Journalists dispatched across the stricken area fed a stream of fresh reports on rescue operations.

The official English-language China Daily devoted its front page to pictures of orange-suited rescue workers pulling out survivors and stories displayed against a black background in a sign of mourning. Other newspapers devoted half to three-quarters of their pages to quake coverage.

Officials have not fully unshackled the often tightly controlled media. Reports are emphasizing the government's rapid, full-scale response over grieving and sometimes angry survivors. And the fact that the earthquake was a natural - rather than manmade - disaster might have played a role in journalists being set loose.

Still, the nonstop, candid coverage is remarkable given China's usual response to disasters.

"The old traditions in reporting bad news were to cover up and to block, but it's very different now," said Shao Peiren, a mass media professor at Zhejiang University in Hangzhou. "It shows the Chinese government is more confident than ever. It has realized that by sharing the news candidly, it can win the support of the public and the understanding of its people."

Three decades ago, Chinese leaders played down a devastating earthquake that battered the city of Tangshan and refused international aid, concealing a death toll of at least 240,000. More recently, China's foot-dragging in reporting the SARS epidemic in 2004 led to international criticism, as did its crackdown two months ago on protesters in Tibet.

The relative openness in reporting on the quake provides a sharp contrast to coverage of the anti-government riots in Lhasa, said Shi Anbin, professor of media studies at Tsinghua University in Beijing.

Largely peaceful protests took place in Tibet's capital as early as March 10, but there was no coverage whatsoever by Chinese media, Shi said. Foreign journalists were barred from Tibet and western China, but they have been given free rein in covering the quake's aftermath.

"The government and the media have learned a lesson from the Tibet incident," Shi said. "Chinese media have been much more proactive in the earthquake coverage, instead of being forced to react as they were during the Tibet incident."
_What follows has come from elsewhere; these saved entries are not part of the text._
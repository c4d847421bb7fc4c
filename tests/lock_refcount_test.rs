use keylock::{KeyedLocker, Span};
use std::sync::Arc;
use std::thread;
use std::time::Duration;

#[test]
fn test_sequential_cycles_leave_no_entry() {
    let locker = KeyedLocker::new().unwrap();

    for _ in 0..100 {
        let lock = locker.acquire_lock("shared", Span::Infinite).unwrap();
        assert_eq!(locker.reference_count("shared"), 1);
        drop(lock);
    }

    assert_eq!(locker.reference_count("shared"), 0);
    assert_eq!(locker.tracked_keys(), 0);
}

#[test]
fn test_timed_out_wait_returns_reference() {
    let locker = KeyedLocker::new().unwrap();
    let held = locker.acquire_lock("x", Span::Infinite).unwrap();

    assert!(locker
        .try_acquire_lock("x", Duration::from_millis(50), Span::Infinite)
        .is_none());
    assert!(locker.try_acquire_lock("x", Span::ZERO, Span::Infinite).is_none());
    assert_eq!(locker.reference_count("x"), 1);

    drop(held);
    assert_eq!(locker.tracked_keys(), 0);
}

#[test]
fn test_waiters_are_counted() {
    let locker = Arc::new(KeyedLocker::new().unwrap());
    let held = locker.acquire_lock("x", Span::Infinite).unwrap();

    let waiter = {
        let locker = locker.clone();
        thread::spawn(move || {
            let _lock = locker.acquire_lock("x", Span::Infinite).unwrap();
        })
    };

    let mut waited = 0;
    while locker.reference_count("x") < 2 && waited < 100 {
        thread::sleep(Duration::from_millis(10));
        waited += 1;
    }
    assert_eq!(locker.reference_count("x"), 2);

    drop(held);
    waiter.join().unwrap();
    assert_eq!(locker.tracked_keys(), 0);
}

#[test]
fn test_double_release_is_idempotent() {
    let locker = KeyedLocker::new().unwrap();
    let first = locker.acquire_lock("x", Span::Infinite).unwrap();
    let other = locker.acquire_lock("y", Span::Infinite).unwrap();

    first.release();
    first.release();
    assert!(first.is_released());

    assert_eq!(locker.reference_count("x"), 0);
    assert_eq!(locker.reference_count("y"), 1);
    drop(first);
    drop(other);
    assert_eq!(locker.tracked_keys(), 0);
}

#[test]
fn test_concurrent_release_signals_once() {
    let locker = Arc::new(KeyedLocker::new().unwrap());
    let lock = Arc::new(locker.acquire_lock("x", Span::Infinite).unwrap());

    // A waiter keeps the entry alive, so a duplicate signal would leave a spare permit
    let waiter = {
        let locker = locker.clone();
        thread::spawn(move || locker.try_acquire_lock("x", Duration::from_secs(5), Span::Infinite))
    };
    let mut waited = 0;
    while locker.reference_count("x") < 2 && waited < 100 {
        thread::sleep(Duration::from_millis(10));
        waited += 1;
    }

    let releasers: Vec<_> = (0..8)
        .map(|_| {
            let lock = lock.clone();
            thread::spawn(move || lock.release())
        })
        .collect();
    for releaser in releasers {
        releaser.join().unwrap();
    }
    assert!(lock.is_released());

    let next = waiter.join().unwrap();
    assert!(next.is_some());
    assert!(locker.try_acquire_lock("x", Span::ZERO, Span::Infinite).is_none());
    assert_eq!(locker.reference_count("x"), 1);

    drop(next);
    assert_eq!(locker.tracked_keys(), 0);
}

#[test]
fn test_release_racing_expiration() {
    let locker = KeyedLocker::new().unwrap();

    for _ in 0..50 {
        let lock = locker.acquire_lock("race", Duration::from_millis(1)).unwrap();
        thread::sleep(Duration::from_millis(1));
        lock.release();
        assert!(lock.is_released());
    }

    assert_eq!(locker.tracked_keys(), 0);
}
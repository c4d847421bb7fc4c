use std::io;
use std::time::Duration;
use thiserror::Error;

#[derive(Debug, Error)]
pub enum LockError {
    #[error("Invalid lock key {0:?}: key must not be empty or whitespace")]
    InvalidKey(String),

    #[error("Failed to acquire lock on {key}: wait was cancelled")]
    Cancelled { key: String },

    #[error("Failed to acquire lock on {key}: timeout after {timeout:?}")]
    LockTimeout { key: String, timeout: Duration },

    #[error("Invalid duration format '{input}': {message}")]
    InvalidDuration { input: String, message: String },

    #[error("Failed to start timer runtime: {0}")]
    TimerRuntime(#[source] io::Error),

    #[error("Failed to serialize report: {0}")]
    Serialization(#[from] serde_json::Error),

    #[error("{0}")]
    Other(String),
}

impl LockError {
    pub fn exit_code(&self) -> i32 {
        match self {
            LockError::LockTimeout { .. } => 2,
            LockError::Cancelled { .. } => 3,
            _ => 1,
        }
    }

    pub fn invalid_key(key: impl Into<String>) -> Self {
        LockError::InvalidKey(key.into())
    }

    pub fn cancelled(key: impl Into<String>) -> Self {
        LockError::Cancelled { key: key.into() }
    }

    pub fn lock_timeout(key: impl Into<String>, timeout: Duration) -> Self {
        LockError::LockTimeout {
            key: key.into(),
            timeout,
        }
    }

    /// Whether this error is the cooperative-cancellation signal rather than a failure
    pub fn is_cancelled(&self) -> bool {
        matches!(self, LockError::Cancelled { .. })
    }
}

pub type Result<T> = std::result::Result<T, LockError>;
use clap::Parser;
use std::process;
use tracing::Level;

mod cli;

fn main() {
    let args = cli::Args::parse();

    let level = if args.quiet {
        Level::ERROR
    } else {
        match args.verbose {
            0 => Level::WARN,
            1 => Level::INFO,
            2 => Level::DEBUG,
            _ => Level::TRACE,
        }
    };

    tracing_subscriber::fmt()
        .with_writer(std::io::stderr)
        .with_max_level(level)
        .init();

    if let Err(e) = cli::run(args) {
        eprintln!("Error: {}", e);
        process::exit(e.exit_code());
    }
}
mod duration;

pub use duration::{parse_duration, parse_span};
use parking_lot::Mutex;
use std::collections::HashMap;
use std::sync::Arc;
use tokio::sync::Semaphore;
use tracing::trace;

/// Registry-side record for a key: the binary semaphore and the number of
/// callers (holders and in-flight waiters) referencing it.
#[derive(Debug)]
struct Slot {
    key: Arc<str>,
    semaphore: Arc<Semaphore>,
    refs: usize,
}

/// A caller's reference to a registry entry, obtained from [`Registry::resolve`].
#[derive(Debug, Clone)]
pub(crate) struct EntryRef {
    key: Arc<str>,
    semaphore: Arc<Semaphore>,
}

impl EntryRef {
    pub(crate) fn key(&self) -> &str {
        &self.key
    }

    pub(crate) fn semaphore(&self) -> &Semaphore {
        &self.semaphore
    }
}

/// Outcome of dropping a reference.
#[derive(Debug)]
pub(crate) enum Released {
    Retained,
    /// The count reached zero and the mapping is gone; the caller disposes of the semaphore
    Removed(Arc<Semaphore>),
}

/// Key → entry map. All structural changes and count updates happen under one mutex.
#[derive(Debug, Default)]
pub(crate) struct Registry {
    entries: Mutex<HashMap<Arc<str>, Slot>>,
}

impl Registry {
    pub(crate) fn new() -> Self {
        Self::default()
    }

    /// Take a reference on `key`, creating its entry if none exists
    pub(crate) fn resolve(&self, key: &str) -> EntryRef {
        let mut entries = self.entries.lock();

        if let Some(slot) = entries.get_mut(key) {
            slot.refs += 1;
            trace!("Lock entry resolved: {} (refs: {})", key, slot.refs);
            return EntryRef {
                key: Arc::clone(&slot.key),
                semaphore: Arc::clone(&slot.semaphore),
            };
        }

        let key: Arc<str> = Arc::from(key);
        let semaphore = Arc::new(Semaphore::new(1));
        entries.insert(
            Arc::clone(&key),
            Slot {
                key: Arc::clone(&key),
                semaphore: Arc::clone(&semaphore),
                refs: 1,
            },
        );
        trace!("Lock entry created: {}", key);

        EntryRef { key, semaphore }
    }

    /// Drop one reference on the entry.
    ///
    /// Panics if the entry is not tracked: that can only happen when the
    /// reference counting itself is broken.
    pub(crate) fn release(&self, entry: &EntryRef) -> Released {
        let mut entries = self.entries.lock();

        let Some(slot) = entries.get_mut(entry.key()) else {
            panic!(
                "lock registry invariant violated: release of untracked key {:?}",
                entry.key()
            );
        };
        assert!(
            Arc::ptr_eq(&slot.semaphore, &entry.semaphore),
            "lock registry invariant violated: stale entry for key {:?}",
            entry.key()
        );

        slot.refs -= 1;
        if slot.refs > 0 {
            trace!("Lock entry released: {} (refs: {})", entry.key(), slot.refs);
            return Released::Retained;
        }

        match entries.remove(entry.key()) {
            Some(slot) => {
                trace!("Lock entry removed: {}", entry.key());
                Released::Removed(slot.semaphore)
            }
            None => unreachable!("entry was present under the same lock"),
        }
    }

    /// Whether an entry exists for `key` and its semaphore has no free permit
    pub(crate) fn is_held(&self, key: &str) -> bool {
        self.entries
            .lock()
            .get(key)
            .is_some_and(|slot| slot.semaphore.available_permits() == 0)
    }

    /// Number of callers currently referencing `key` (0 when untracked)
    pub(crate) fn reference_count(&self, key: &str) -> usize {
        self.entries.lock().get(key).map_or(0, |slot| slot.refs)
    }

    /// Number of tracked keys
    pub(crate) fn len(&self) -> usize {
        self.entries.lock().len()
    }
}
Often hesitant to report negative news, state media have taken the lead in providing figures of the dead and missing in Sichuan and they broadcast footage of toppled buildings and blocked roads within the first few hours.

The official Xinhua News Agency and CCTV have prominently played up the mammoth rescue effort. They also have given extensive coverage to Premier Wen Jiabao as he comforted orphans and rallied soldiers with a megaphone in hand after flying in within hours to lead the relief operation.
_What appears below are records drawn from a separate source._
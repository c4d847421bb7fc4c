use crate::error::Result;
use crate::lock::{KeyedLocker, LockHandle, Span};
use std::future::Future;
use tokio_util::sync::CancellationToken;

/// Blocking lock capability.
pub trait Locker {
    /// Block until `key` is acquired. Errors on a blank key.
    fn acquire_lock(&self, key: &str, expiration: Span) -> Result<LockHandle>;

    /// Block for at most `timeout`; `None` on timeout or blank key.
    fn try_acquire_lock(&self, key: &str, timeout: Span, expiration: Span) -> Option<LockHandle>;

    fn is_lock_acquired(&self, key: &str) -> bool;
}

/// Cooperative (non-thread-blocking) lock capability.
pub trait AsyncLocker {
    fn acquire_lock_async<'a>(
        &'a self,
        key: &'a str,
        expiration: Span,
        cancel: &'a CancellationToken,
    ) -> impl Future<Output = Result<LockHandle>> + Send + 'a;

    fn try_acquire_lock_async<'a>(
        &'a self,
        key: &'a str,
        timeout: Span,
        expiration: Span,
        cancel: &'a CancellationToken,
    ) -> impl Future<Output = Result<Option<LockHandle>>> + Send + 'a;

    fn is_lock_acquired(&self, key: &str) -> bool;
}

impl Locker for KeyedLocker {
    fn acquire_lock(&self, key: &str, expiration: Span) -> Result<LockHandle> {
        KeyedLocker::acquire_lock(self, key, expiration)
    }

    fn try_acquire_lock(&self, key: &str, timeout: Span, expiration: Span) -> Option<LockHandle> {
        KeyedLocker::try_acquire_lock(self, key, timeout, expiration)
    }

    fn is_lock_acquired(&self, key: &str) -> bool {
        KeyedLocker::is_lock_acquired(self, key)
    }
}

impl AsyncLocker for KeyedLocker {
    fn acquire_lock_async<'a>(
        &'a self,
        key: &'a str,
        expiration: Span,
        cancel: &'a CancellationToken,
    ) -> impl Future<Output = Result<LockHandle>> + Send + 'a {
        KeyedLocker::acquire_lock_async(self, key, expiration, cancel)
    }

    fn try_acquire_lock_async<'a>(
        &'a self,
        key: &'a str,
        timeout: Span,
        expiration: Span,
        cancel: &'a CancellationToken,
    ) -> impl Future<Output = Result<Option<LockHandle>>> + Send + 'a {
        KeyedLocker::try_acquire_lock_async(self, key, timeout, expiration, cancel)
    }

    fn is_lock_acquired(&self, key: &str) -> bool {
        KeyedLocker::is_lock_acquired(self, key)
    }
}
But reporters for regional newspapers have filed pieces describing scenes of destruction from an eyewitness viewpoint, said David Bandurski, a researcher at the China Media Project at the University of Hong Kong.

"Overall, we have seen moderately open coverage of the earthquake, not just from Xinhua and CCTV, but from the commercial media," he said. "It seems there is a tolerance for reporting from the ground and there's an interest in giving reporters leeway in reporting on the story."

China's state media were apparently given a green light to fully report on the extent of the disaster, said Xiao Qiang, a journalism professor at the University of California at Berkeley.

"This time, the fact that the government from the top, starting with [Premier] Wen Jiabao, responded to the situation, really made a big difference," he said. "The agenda is being led by the media, which is different than many cases before."